Data for this task
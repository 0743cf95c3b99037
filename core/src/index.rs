use crate::error::Result;
use crate::postings::{DocMeta, Posting, PostingsStore, TermStats};
use crate::{DocId, TermId};
use std::collections::HashMap;

/// A tokenized document on its way into the index.
#[derive(Debug, Clone, Default, PartialEq, Eq)]
pub struct Document {
    pub external_id: Option<String>,
    pub tokens: Vec<String>,
}

impl Document {
    pub fn new<I, S>(tokens: I) -> Self
    where
        I: IntoIterator<Item = S>,
        S: Into<String>,
    {
        Self { external_id: None, tokens: tokens.into_iter().map(Into::into).collect() }
    }

    pub fn with_external_id(mut self, id: impl Into<String>) -> Self {
        self.external_id = Some(id.into());
        self
    }
}

#[derive(Debug, Clone, Copy, Default, PartialEq)]
pub struct CorpusStats {
    pub num_docs: u32,
    pub total_terms: u64,
    /// `total_terms / num_docs`, or 0 for an empty corpus.
    pub avg_dl: f64,
}

impl CorpusStats {
    pub(crate) fn from_store(store: &PostingsStore) -> Self {
        let num_docs = store.num_docs();
        let total_terms = store.total_terms();
        let avg_dl = if num_docs == 0 { 0.0 } else { total_terms as f64 / f64::from(num_docs) };
        Self { num_docs, total_terms, avg_dl }
    }
}

/// Staging area for an index build. Nothing is visible to readers until
/// [`IndexBuilder::finish`] hands over a complete [`InvertedIndex`].
#[derive(Debug, Default)]
pub struct IndexBuilder {
    dictionary: HashMap<String, TermId>,
    terms: Vec<String>,
    store: PostingsStore,
    external_ids: HashMap<String, DocId>,
}

impl IndexBuilder {
    pub fn new() -> Self { Self::default() }

    /// Ingests one document and returns the id assigned to it.
    pub fn add_document(&mut self, doc: Document) -> Result<DocId> {
        let doc_id = self.store.num_docs();

        let mut tf_counts: HashMap<TermId, u32> = HashMap::new();
        for token in &doc.tokens {
            let tid = match self.dictionary.get(token.as_str()) {
                Some(&tid) => tid,
                None => {
                    let tid = self.terms.len() as TermId;
                    self.dictionary.insert(token.clone(), tid);
                    self.terms.push(token.clone());
                    tid
                }
            };
            *tf_counts.entry(tid).or_insert(0) += 1;
        }

        if let Some(ext) = &doc.external_id {
            if self.external_ids.contains_key(ext) {
                tracing::warn!(external_id = %ext, doc_id, "duplicate external id, keeping first mapping");
            } else {
                self.external_ids.insert(ext.clone(), doc_id);
            }
        }

        let meta = DocMeta {
            length: doc.tokens.len() as u32,
            distinct_terms: tf_counts.len() as u32,
            external_id: doc.external_id,
        };
        self.store.add_document(doc_id, meta)?;

        let mut counts: Vec<(TermId, u32)> = tf_counts.into_iter().collect();
        counts.sort_unstable_by_key(|&(tid, _)| tid);
        for (tid, tf) in counts {
            self.store.add_posting(tid, doc_id, tf)?;
        }
        Ok(doc_id)
    }

    pub fn num_docs(&self) -> u32 { self.store.num_docs() }

    pub fn finish(mut self) -> InvertedIndex {
        self.store.reserve_terms(self.terms.len());
        let stats = CorpusStats::from_store(&self.store);
        tracing::info!(num_docs = stats.num_docs, num_terms = self.terms.len(), avg_dl = stats.avg_dl, "index built");
        InvertedIndex {
            dictionary: self.dictionary,
            terms: self.terms,
            store: self.store,
            external_ids: self.external_ids,
            stats,
        }
    }
}

/// Read-mostly inverted index. Once built or loaded it is only mutated by
/// [`InvertedIndex::rebuild`], which needs exclusive access; shared references
/// may be queried from any number of threads.
#[derive(Debug, Default, Clone)]
pub struct InvertedIndex {
    dictionary: HashMap<String, TermId>,
    terms: Vec<String>,
    store: PostingsStore,
    external_ids: HashMap<String, DocId>,
    stats: CorpusStats,
}

impl InvertedIndex {
    pub fn new() -> Self { Self::default() }

    /// Builds an index from scratch out of a document stream.
    pub fn build<I>(documents: I) -> Result<Self>
    where
        I: IntoIterator<Item = Document>,
    {
        let mut builder = IndexBuilder::new();
        for doc in documents {
            builder.add_document(doc)?;
        }
        Ok(builder.finish())
    }

    /// Replaces the contents of `self` with a fresh build. On failure the
    /// current contents are left untouched.
    pub fn rebuild<I>(&mut self, documents: I) -> Result<()>
    where
        I: IntoIterator<Item = Document>,
    {
        *self = Self::build(documents)?;
        Ok(())
    }

    pub(crate) fn from_parts(terms: Vec<String>, store: PostingsStore) -> Self {
        let dictionary = terms.iter().enumerate().map(|(i, t)| (t.clone(), i as TermId)).collect();
        let external_ids = store
            .documents()
            .iter()
            .enumerate()
            .rev()
            .filter_map(|(i, d)| d.external_id.clone().map(|e| (e, i as DocId)))
            .collect();
        let stats = CorpusStats::from_store(&store);
        Self { dictionary, terms, store, external_ids, stats }
    }

    pub fn corpus_stats(&self) -> CorpusStats { self.stats }

    /// (corpus occurrence count, document frequency) of `term`, zeros if the
    /// term never occurs.
    pub fn term_stats(&self, term: &str) -> TermStats {
        self.term_id(term).map(|tid| self.store.term_stats(tid)).unwrap_or_default()
    }

    pub fn term_id(&self, term: &str) -> Option<TermId> { self.dictionary.get(term).copied() }

    pub fn term(&self, term_id: TermId) -> Option<&str> { self.terms.get(term_id as usize).map(String::as_str) }

    pub fn num_terms(&self) -> usize { self.terms.len() }

    pub fn postings(&self, term_id: TermId) -> &[Posting] { self.store.postings(term_id) }

    pub fn store(&self) -> &PostingsStore { &self.store }

    pub fn external_id(&self, doc_id: DocId) -> Result<Option<&str>> {
        Ok(self.store.document(doc_id)?.external_id.as_deref())
    }

    pub fn doc_id(&self, external_id: &str) -> Option<DocId> { self.external_ids.get(external_id).copied() }

    pub(crate) fn terms(&self) -> &[String] { &self.terms }
}
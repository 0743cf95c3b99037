//! Corpus readers feeding an [`IndexBuilder`].
//!
//! Two layouts are understood: line corpora (one document per line, the
//! document's external id is its 1-based line number) and JSON / JSONL files
//! of `{ "id", "title", "body" }` objects.

use anyhow::{bail, Context, Result};
use ircore::tokenizer::tokenize;
use ircore::{Document, IndexBuilder, InvertedIndex};
use serde::Deserialize;
use std::fs::File;
use std::io::{BufRead, BufReader};
use std::path::{Path, PathBuf};
use walkdir::WalkDir;

#[derive(Debug, Deserialize)]
struct InputDoc {
    id: String,
    #[serde(default)]
    title: String,
    body: String,
}

#[derive(Debug, Clone, Copy, PartialEq, Eq, Default, clap::ValueEnum)]
pub enum CorpusFormat {
    /// Pick by extension: .json/.jsonl are JSON, anything else is a line corpus
    #[default]
    Auto,
    Line,
    Json,
}

impl CorpusFormat {
    fn resolve(self, file: &Path) -> CorpusFormat {
        match self {
            CorpusFormat::Auto => match file.extension().and_then(|s| s.to_str()) {
                Some("json" | "jsonl") => CorpusFormat::Json,
                _ => CorpusFormat::Line,
            },
            other => other,
        }
    }
}

/// Files making up the corpus, in a stable order so document ids are
/// reproducible across builds.
pub fn corpus_files(input: &Path) -> Result<Vec<PathBuf>> {
    if input.is_file() {
        return Ok(vec![input.to_path_buf()]);
    }
    if !input.is_dir() {
        bail!("corpus path {} does not exist", input.display());
    }
    let mut files: Vec<PathBuf> = WalkDir::new(input)
        .into_iter()
        .filter_map(|e| e.ok())
        .filter(|e| e.file_type().is_file())
        .map(|e| e.into_path())
        .collect();
    files.sort();
    Ok(files)
}

/// Reads every document under `input` into `builder`.
pub fn ingest(input: &Path, format: CorpusFormat, builder: &mut IndexBuilder) -> Result<()> {
    let files = corpus_files(input)?;
    let single = files.len() == 1 && input.is_file();
    for file in files {
        let prefix = if single {
            None
        } else {
            Some(file.strip_prefix(input).unwrap_or(&file).display().to_string())
        };
        let before = builder.num_docs();
        match format.resolve(&file) {
            CorpusFormat::Json => ingest_json(&file, builder)?,
            _ => ingest_lines(&file, prefix.as_deref(), builder)?,
        }
        tracing::info!(file = %file.display(), docs = builder.num_docs() - before, "ingested corpus file");
    }
    Ok(())
}

/// Builds a complete index from the corpus at `input`.
pub fn build_index(input: &Path, format: CorpusFormat) -> Result<InvertedIndex> {
    let mut builder = IndexBuilder::new();
    ingest(input, format, &mut builder)?;
    Ok(builder.finish())
}

fn ingest_lines(file: &Path, prefix: Option<&str>, builder: &mut IndexBuilder) -> Result<()> {
    let f = File::open(file).with_context(|| format!("opening {}", file.display()))?;
    for (n, line) in BufReader::new(f).lines().enumerate() {
        let line = line.with_context(|| format!("reading {}", file.display()))?;
        let external_id = match prefix {
            Some(p) => format!("{p}:{}", n + 1),
            None => (n + 1).to_string(),
        };
        // blank lines stay as empty documents so ids line up with the file
        builder.add_document(Document::new(tokenize(&line)).with_external_id(external_id))?;
    }
    Ok(())
}

fn ingest_json(file: &Path, builder: &mut IndexBuilder) -> Result<()> {
    let is_jsonl = file.extension().and_then(|s| s.to_str()) == Some("jsonl");
    let f = File::open(file).with_context(|| format!("opening {}", file.display()))?;
    let reader = BufReader::new(f);
    if is_jsonl {
        for (n, line) in reader.lines().enumerate() {
            let line = line?;
            if line.trim().is_empty() {
                continue;
            }
            let doc: InputDoc =
                serde_json::from_str(&line).with_context(|| format!("{}:{}: malformed document", file.display(), n + 1))?;
            add_json_doc(doc, builder)?;
        }
        return Ok(());
    }
    let json: serde_json::Value =
        serde_json::from_reader(reader).with_context(|| format!("parsing {}", file.display()))?;
    match json {
        serde_json::Value::Array(arr) => {
            for v in arr {
                add_json_doc(serde_json::from_value(v)?, builder)?;
            }
        }
        serde_json::Value::Object(_) => add_json_doc(serde_json::from_value(json)?, builder)?,
        _ => tracing::warn!(file = %file.display(), "skipping JSON file without documents"),
    }
    Ok(())
}

fn add_json_doc(doc: InputDoc, builder: &mut IndexBuilder) -> Result<()> {
    let mut tokens = tokenize(&doc.title);
    tokens.extend(tokenize(&doc.body));
    builder.add_document(Document::new(tokens).with_external_id(doc.id))?;
    Ok(())
}
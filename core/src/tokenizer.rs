use lazy_static::lazy_static;
use regex::Regex;
use unicode_normalization::UnicodeNormalization;

lazy_static! {
    static ref RE: Regex = Regex::new(r"(?u)[\p{L}\p{N}][\p{L}\p{N}_']*").expect("valid regex");
}

/// Split text into terms: NFKC normalization, lowercasing, then runs of
/// letters/digits. No stemming and no stopword removal.
pub fn tokenize(text: &str) -> Vec<String> {
    let normalized = text.nfkc().collect::<String>().to_lowercase();
    RE.find_iter(&normalized)
        .map(|m| m.as_str().trim_end_matches('\'').to_string())
        .filter(|t| !t.is_empty())
        .collect()
}
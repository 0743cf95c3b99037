//! Inverted-index retrieval core: postings storage, pluggable term-weighting
//! functions, top-k query execution and rank-based evaluation.

pub mod batch;
pub mod error;
pub mod eval;
pub mod index;
pub mod persist;
pub mod postings;
pub mod query;
pub mod ranking;
pub mod tokenizer;

pub use batch::{BatchReport, BatchRunner, Interrupt, QueryReport};
pub use error::{Error, Result};
pub use eval::{Evaluator, Qrels, QueryId};
pub use index::{CorpusStats, Document, IndexBuilder, InvertedIndex};
pub use postings::{DocMeta, Posting, PostingsStore, TermStats};
pub use query::{Query, QueryExecutor, QueryOutcome, SearchResult};
pub use ranking::{InL2, JelinekMercer, OkapiBm25, PivotedLength, RankerConfig, RankingFunction, ScoreContext};

pub type TermId = u32;
pub type DocId = u32;
use crate::{DocId, TermId};
use std::path::PathBuf;

/// Errors returned by the retrieval core.
///
/// Absent terms and documents at query time are not errors; they simply
/// contribute nothing to a ranking.
#[derive(thiserror::Error, Debug)]
pub enum Error {
    #[error("unknown document: {0}")]
    UnknownDocument(DocId),

    #[error("out-of-order posting for term {term_id}: doc {doc_id} does not follow doc {last}")]
    OrderViolation { term_id: TermId, doc_id: DocId, last: DocId },

    #[error("document {doc_id} registered out of order, expected {expected}")]
    DocumentOrder { doc_id: DocId, expected: DocId },

    #[error("invalid parameter {name} = {value}: {reason}")]
    InvalidParameter { name: &'static str, value: f64, reason: &'static str },

    #[error("invalid argument: {0}")]
    InvalidArgument(String),

    #[error("i/o failure on {path}: {source}")]
    Io {
        path: PathBuf,
        #[source]
        source: std::io::Error,
    },

    #[error("cannot decode {path}: {reason}")]
    Decode { path: PathBuf, reason: String },

    #[error("cannot encode {path}: {reason}")]
    Encode { path: PathBuf, reason: String },

    #[error("unsupported index version {found} (expected {expected})")]
    UnsupportedVersion { found: u32, expected: u32 },

    #[error("inconsistent index: {0}")]
    Inconsistent(String),
}

pub type Result<T, E = Error> = std::result::Result<T, E>;

impl Error {
    pub(crate) fn io(path: impl Into<PathBuf>, source: std::io::Error) -> Self {
        Error::Io { path: path.into(), source }
    }

    pub(crate) fn decode(path: impl Into<PathBuf>, reason: impl ToString) -> Self {
        Error::Decode { path: path.into(), reason: reason.to_string() }
    }

    pub(crate) fn encode(path: impl Into<PathBuf>, reason: impl ToString) -> Self {
        Error::Encode { path: path.into(), reason: reason.to_string() }
    }
}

Work order
Take the entries above and copy out all lines with the string "does".

Answer space
        bail!("corpus path {} does not exist", input.display());
    #[error("out-of-order posting for term {term_id}: doc {doc_id} does not follow doc {last}")]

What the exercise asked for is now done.